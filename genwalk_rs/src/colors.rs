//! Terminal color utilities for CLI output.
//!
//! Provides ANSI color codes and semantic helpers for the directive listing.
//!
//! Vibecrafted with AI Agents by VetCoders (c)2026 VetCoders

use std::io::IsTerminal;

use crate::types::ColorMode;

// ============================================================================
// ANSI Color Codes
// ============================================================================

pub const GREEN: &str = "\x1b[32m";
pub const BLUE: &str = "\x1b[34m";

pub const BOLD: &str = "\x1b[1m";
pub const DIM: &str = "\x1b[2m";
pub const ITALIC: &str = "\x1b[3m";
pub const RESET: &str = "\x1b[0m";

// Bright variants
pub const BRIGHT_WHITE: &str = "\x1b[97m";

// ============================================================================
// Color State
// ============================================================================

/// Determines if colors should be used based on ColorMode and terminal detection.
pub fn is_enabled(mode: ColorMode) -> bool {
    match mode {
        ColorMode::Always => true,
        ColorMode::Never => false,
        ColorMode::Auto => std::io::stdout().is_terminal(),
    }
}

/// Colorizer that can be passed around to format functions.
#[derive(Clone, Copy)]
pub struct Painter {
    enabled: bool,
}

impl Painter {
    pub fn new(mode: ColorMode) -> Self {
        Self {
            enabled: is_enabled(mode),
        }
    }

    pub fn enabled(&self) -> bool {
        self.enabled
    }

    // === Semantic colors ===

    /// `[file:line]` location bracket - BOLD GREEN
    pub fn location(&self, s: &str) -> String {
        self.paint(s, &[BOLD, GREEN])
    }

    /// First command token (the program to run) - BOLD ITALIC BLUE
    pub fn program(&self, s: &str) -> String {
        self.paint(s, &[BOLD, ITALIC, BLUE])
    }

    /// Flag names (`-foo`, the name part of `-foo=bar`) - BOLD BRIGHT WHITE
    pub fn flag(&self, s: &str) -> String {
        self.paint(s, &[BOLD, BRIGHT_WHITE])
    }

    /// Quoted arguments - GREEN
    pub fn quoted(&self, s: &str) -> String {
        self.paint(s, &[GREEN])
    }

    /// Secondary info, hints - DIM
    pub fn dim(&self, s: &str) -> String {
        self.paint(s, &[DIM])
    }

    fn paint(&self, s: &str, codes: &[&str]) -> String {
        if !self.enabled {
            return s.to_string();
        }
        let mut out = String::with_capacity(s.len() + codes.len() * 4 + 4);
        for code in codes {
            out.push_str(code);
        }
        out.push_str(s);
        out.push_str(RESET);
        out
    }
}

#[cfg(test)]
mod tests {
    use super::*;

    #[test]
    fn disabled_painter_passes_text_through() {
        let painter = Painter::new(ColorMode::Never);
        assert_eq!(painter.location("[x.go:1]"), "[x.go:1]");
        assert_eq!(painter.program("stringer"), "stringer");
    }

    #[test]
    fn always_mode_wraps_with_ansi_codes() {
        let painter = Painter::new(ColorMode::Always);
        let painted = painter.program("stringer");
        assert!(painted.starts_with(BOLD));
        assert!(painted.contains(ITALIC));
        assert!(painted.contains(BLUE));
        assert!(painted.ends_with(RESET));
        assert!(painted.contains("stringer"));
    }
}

---

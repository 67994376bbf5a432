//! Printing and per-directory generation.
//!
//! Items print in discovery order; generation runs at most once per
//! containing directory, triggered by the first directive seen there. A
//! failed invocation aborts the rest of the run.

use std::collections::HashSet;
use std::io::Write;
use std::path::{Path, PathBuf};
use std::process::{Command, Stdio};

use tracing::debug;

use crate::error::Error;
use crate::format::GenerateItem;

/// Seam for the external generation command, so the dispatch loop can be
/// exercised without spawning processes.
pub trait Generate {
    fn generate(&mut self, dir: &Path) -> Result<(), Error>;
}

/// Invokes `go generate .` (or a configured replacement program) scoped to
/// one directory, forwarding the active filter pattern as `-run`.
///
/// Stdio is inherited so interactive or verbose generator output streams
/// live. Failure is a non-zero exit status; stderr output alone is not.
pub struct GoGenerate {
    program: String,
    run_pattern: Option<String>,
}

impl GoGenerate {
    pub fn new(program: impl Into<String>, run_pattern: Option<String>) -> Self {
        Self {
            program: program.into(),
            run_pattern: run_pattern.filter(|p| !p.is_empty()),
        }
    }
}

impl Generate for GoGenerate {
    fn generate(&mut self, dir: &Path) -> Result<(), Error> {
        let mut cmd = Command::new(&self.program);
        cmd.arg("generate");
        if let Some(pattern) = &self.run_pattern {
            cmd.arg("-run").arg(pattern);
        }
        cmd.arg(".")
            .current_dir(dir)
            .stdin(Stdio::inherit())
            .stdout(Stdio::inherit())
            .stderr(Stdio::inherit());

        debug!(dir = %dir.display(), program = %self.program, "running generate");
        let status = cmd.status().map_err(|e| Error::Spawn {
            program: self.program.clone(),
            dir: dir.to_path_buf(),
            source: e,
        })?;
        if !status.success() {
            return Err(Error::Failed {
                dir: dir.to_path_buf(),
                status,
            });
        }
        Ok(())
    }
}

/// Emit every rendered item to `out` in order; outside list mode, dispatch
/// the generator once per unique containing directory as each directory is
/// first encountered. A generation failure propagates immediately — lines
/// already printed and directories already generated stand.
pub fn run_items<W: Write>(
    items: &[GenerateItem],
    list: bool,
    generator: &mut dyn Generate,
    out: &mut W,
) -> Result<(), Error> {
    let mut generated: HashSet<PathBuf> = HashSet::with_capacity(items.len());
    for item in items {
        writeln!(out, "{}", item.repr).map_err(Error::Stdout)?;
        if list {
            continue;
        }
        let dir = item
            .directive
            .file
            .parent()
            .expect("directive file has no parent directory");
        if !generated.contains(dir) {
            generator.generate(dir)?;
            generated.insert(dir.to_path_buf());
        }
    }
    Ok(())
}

...

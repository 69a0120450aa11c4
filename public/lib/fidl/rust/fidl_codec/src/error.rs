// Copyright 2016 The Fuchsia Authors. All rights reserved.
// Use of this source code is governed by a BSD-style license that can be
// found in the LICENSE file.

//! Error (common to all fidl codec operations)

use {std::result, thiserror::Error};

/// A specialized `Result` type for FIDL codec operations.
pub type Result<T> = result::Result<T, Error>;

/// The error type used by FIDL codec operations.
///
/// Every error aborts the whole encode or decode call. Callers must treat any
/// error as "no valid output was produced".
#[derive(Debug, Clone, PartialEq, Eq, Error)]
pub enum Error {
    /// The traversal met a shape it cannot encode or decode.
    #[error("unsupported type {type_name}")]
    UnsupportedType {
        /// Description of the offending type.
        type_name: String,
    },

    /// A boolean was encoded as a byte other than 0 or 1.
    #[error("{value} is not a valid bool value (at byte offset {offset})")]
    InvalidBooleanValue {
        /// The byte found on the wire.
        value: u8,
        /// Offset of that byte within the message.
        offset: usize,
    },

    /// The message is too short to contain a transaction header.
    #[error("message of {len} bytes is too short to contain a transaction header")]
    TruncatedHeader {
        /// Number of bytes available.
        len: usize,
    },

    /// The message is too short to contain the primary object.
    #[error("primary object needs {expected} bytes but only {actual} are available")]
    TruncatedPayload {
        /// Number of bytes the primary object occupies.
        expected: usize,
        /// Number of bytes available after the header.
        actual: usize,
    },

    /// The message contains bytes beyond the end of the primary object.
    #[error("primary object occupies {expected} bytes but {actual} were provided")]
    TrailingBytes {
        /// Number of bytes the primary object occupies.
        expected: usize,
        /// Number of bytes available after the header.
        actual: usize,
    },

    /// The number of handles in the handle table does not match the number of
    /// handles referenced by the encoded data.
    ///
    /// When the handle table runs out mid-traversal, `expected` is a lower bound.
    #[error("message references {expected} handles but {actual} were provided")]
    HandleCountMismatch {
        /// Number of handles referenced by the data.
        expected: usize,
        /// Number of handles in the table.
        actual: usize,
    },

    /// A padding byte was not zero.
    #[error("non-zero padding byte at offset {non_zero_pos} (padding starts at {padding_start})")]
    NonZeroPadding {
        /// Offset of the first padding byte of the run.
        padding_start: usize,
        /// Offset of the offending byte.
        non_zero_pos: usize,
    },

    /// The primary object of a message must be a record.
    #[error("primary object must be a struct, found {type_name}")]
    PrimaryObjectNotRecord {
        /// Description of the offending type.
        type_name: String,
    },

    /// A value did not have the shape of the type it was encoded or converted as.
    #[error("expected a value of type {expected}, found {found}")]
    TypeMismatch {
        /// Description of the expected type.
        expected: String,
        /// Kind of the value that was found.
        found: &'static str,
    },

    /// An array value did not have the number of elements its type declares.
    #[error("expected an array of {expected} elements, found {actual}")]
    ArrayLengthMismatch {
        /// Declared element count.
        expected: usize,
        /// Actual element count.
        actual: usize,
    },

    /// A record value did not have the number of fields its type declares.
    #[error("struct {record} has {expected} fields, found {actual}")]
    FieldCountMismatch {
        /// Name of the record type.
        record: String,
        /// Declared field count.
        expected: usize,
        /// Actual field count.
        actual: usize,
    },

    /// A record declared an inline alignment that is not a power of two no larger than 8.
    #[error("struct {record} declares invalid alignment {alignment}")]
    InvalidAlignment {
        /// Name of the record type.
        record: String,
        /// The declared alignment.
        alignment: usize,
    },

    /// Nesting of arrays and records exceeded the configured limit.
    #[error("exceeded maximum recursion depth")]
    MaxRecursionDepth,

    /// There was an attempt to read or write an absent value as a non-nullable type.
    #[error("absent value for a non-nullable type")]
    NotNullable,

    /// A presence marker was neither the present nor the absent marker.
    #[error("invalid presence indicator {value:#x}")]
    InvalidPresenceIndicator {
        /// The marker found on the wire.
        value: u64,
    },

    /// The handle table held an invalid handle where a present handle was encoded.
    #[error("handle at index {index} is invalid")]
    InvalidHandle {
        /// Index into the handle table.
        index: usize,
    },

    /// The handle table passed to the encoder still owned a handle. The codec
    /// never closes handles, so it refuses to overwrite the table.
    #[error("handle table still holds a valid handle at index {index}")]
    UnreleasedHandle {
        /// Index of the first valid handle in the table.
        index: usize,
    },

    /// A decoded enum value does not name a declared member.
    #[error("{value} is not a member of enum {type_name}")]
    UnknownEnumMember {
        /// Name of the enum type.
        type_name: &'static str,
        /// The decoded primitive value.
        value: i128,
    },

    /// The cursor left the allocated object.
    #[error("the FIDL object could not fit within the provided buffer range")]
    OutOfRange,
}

• _WHAT YOU WILL DO_
Each line of the entries holding the string "were" should be found and copied.

• _EXERCISE ANSWER_
    #[error("primary object occupies {expected} bytes but {actual} were provided")]
    #[error("message references {expected} handles but {actual} were provided")]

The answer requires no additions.